Stored entries:
○ ○ ○ ○ ○ ○ ○

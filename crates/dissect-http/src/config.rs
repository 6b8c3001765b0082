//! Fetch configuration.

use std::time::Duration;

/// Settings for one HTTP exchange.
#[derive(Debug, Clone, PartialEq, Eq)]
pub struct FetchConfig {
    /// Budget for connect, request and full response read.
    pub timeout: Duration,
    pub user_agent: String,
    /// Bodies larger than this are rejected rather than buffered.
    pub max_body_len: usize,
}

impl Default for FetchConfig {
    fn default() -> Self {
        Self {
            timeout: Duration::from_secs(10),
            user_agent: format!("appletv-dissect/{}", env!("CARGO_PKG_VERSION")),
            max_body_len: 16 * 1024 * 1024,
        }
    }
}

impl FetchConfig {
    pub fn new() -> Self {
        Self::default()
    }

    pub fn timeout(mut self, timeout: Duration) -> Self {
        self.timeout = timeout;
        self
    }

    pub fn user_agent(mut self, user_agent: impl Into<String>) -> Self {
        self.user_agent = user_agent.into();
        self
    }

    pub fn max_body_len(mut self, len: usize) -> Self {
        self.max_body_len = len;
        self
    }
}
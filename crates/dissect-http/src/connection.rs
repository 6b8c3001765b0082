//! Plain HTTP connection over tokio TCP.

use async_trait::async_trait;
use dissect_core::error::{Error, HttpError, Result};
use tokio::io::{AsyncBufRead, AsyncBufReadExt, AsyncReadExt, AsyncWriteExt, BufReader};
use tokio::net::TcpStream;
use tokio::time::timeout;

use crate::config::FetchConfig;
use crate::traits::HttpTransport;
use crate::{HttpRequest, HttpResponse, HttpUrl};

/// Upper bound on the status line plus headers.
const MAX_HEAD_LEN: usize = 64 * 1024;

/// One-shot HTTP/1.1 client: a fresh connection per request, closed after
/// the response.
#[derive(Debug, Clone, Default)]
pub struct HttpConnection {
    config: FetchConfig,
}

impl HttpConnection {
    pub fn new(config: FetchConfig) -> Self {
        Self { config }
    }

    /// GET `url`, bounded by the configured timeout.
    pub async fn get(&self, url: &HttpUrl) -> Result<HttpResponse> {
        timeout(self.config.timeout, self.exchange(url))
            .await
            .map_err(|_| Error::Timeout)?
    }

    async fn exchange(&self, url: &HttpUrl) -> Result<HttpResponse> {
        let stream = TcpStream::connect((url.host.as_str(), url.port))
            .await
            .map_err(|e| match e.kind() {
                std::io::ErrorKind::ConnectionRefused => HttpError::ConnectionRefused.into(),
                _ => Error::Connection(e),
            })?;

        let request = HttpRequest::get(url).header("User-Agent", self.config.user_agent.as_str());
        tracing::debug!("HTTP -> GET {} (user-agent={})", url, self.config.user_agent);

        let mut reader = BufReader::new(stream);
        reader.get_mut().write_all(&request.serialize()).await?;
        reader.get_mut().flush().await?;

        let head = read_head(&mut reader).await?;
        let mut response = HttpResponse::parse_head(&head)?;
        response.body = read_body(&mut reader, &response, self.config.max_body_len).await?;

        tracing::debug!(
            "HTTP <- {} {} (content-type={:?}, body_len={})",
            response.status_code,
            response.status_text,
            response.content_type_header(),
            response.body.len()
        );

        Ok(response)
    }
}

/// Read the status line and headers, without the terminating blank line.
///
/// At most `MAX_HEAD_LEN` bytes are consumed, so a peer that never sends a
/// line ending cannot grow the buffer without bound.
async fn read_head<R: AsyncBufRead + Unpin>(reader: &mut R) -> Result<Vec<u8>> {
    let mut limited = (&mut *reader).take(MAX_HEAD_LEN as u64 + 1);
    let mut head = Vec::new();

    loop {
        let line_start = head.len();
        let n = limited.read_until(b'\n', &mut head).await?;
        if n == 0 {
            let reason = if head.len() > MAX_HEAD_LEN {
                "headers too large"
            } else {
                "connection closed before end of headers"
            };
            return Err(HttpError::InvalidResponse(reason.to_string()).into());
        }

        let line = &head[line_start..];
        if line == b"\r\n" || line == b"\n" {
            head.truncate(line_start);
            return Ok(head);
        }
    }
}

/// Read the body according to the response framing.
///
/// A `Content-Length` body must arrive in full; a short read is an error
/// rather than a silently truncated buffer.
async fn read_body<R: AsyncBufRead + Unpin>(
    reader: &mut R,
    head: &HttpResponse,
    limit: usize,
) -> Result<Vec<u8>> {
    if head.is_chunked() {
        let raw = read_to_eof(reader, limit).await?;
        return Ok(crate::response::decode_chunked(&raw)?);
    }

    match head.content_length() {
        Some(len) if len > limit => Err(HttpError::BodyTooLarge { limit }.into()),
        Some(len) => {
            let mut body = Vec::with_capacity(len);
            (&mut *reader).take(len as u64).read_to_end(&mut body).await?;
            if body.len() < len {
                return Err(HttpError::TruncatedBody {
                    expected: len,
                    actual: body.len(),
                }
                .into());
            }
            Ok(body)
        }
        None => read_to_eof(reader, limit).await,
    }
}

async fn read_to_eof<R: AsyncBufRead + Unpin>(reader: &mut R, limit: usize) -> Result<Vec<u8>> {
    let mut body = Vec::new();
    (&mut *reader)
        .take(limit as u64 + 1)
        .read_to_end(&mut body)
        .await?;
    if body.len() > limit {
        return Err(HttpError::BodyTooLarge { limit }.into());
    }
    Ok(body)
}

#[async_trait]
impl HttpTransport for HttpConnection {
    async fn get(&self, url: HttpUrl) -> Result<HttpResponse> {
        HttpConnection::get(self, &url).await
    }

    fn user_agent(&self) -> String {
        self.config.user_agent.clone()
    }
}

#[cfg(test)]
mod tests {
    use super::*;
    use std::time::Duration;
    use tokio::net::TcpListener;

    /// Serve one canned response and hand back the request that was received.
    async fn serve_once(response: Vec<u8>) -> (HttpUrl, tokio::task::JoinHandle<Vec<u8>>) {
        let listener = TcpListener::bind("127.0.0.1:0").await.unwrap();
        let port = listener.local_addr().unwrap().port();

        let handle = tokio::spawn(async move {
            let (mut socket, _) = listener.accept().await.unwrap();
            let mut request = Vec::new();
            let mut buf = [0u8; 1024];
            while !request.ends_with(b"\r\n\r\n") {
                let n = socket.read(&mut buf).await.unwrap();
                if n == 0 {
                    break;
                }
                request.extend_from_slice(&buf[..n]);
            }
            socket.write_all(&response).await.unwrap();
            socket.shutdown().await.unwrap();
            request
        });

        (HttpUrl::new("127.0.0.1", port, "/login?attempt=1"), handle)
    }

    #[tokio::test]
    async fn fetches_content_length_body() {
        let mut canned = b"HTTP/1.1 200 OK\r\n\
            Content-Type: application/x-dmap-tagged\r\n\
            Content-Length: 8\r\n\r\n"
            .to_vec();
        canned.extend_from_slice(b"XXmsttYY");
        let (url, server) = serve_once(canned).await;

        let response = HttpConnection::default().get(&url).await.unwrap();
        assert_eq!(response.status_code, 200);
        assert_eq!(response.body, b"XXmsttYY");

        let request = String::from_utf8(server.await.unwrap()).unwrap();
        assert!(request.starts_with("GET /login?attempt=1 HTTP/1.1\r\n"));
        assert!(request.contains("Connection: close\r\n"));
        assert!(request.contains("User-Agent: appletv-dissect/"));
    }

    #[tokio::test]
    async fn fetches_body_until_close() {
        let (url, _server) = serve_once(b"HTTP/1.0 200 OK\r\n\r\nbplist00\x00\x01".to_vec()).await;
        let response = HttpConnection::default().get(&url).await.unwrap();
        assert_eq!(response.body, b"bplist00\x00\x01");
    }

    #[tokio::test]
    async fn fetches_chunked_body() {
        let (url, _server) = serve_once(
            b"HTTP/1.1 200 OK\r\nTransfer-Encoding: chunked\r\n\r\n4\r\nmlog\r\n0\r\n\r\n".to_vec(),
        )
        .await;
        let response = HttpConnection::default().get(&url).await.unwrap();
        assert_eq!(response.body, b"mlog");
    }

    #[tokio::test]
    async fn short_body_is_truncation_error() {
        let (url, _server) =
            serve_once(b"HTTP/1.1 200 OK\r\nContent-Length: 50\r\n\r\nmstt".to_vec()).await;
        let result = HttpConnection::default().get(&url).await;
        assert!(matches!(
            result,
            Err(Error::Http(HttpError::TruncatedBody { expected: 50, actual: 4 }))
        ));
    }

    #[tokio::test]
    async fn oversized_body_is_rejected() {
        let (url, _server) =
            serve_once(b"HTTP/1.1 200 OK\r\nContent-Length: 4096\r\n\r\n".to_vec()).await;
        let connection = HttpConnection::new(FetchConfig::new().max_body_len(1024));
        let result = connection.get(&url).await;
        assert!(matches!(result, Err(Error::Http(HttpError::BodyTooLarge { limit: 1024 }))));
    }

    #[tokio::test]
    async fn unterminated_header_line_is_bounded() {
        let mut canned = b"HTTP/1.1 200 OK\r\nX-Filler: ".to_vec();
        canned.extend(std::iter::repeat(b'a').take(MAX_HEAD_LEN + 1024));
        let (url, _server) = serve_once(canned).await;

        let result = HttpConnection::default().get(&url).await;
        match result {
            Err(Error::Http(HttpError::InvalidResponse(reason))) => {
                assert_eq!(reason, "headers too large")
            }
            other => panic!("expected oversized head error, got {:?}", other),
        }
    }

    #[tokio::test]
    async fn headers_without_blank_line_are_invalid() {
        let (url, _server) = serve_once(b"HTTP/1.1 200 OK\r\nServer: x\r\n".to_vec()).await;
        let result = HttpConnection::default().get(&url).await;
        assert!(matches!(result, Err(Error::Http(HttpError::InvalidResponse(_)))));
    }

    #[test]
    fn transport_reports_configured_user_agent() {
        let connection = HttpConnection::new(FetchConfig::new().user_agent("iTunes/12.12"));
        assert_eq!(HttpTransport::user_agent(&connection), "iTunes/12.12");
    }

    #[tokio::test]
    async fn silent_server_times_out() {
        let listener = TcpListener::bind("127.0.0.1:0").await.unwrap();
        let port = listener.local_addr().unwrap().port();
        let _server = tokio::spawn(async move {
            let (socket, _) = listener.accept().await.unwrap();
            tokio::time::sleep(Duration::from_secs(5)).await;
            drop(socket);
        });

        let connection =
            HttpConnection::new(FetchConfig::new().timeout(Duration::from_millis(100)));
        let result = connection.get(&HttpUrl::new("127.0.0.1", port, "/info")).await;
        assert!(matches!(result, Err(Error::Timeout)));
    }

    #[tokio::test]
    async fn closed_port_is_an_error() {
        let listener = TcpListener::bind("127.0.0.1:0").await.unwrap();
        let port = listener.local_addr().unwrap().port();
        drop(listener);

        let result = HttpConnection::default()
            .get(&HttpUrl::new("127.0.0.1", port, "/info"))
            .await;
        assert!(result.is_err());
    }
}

○ ○ ○ ○ ○ ○ ○

Every line from the first entry to the line containing "full response read." should be transcribed exactly, and nothing beyond it.

filename crates/dissect-http/src/config.rs
repository 6b8c3001765b0082
//! Fetch configuration.

use std::time::Duration;

/// Settings for one HTTP exchange.
#[derive(Debug, Clone, PartialEq, Eq)]
pub struct FetchConfig {
    /// Budget for connect, request and full response read.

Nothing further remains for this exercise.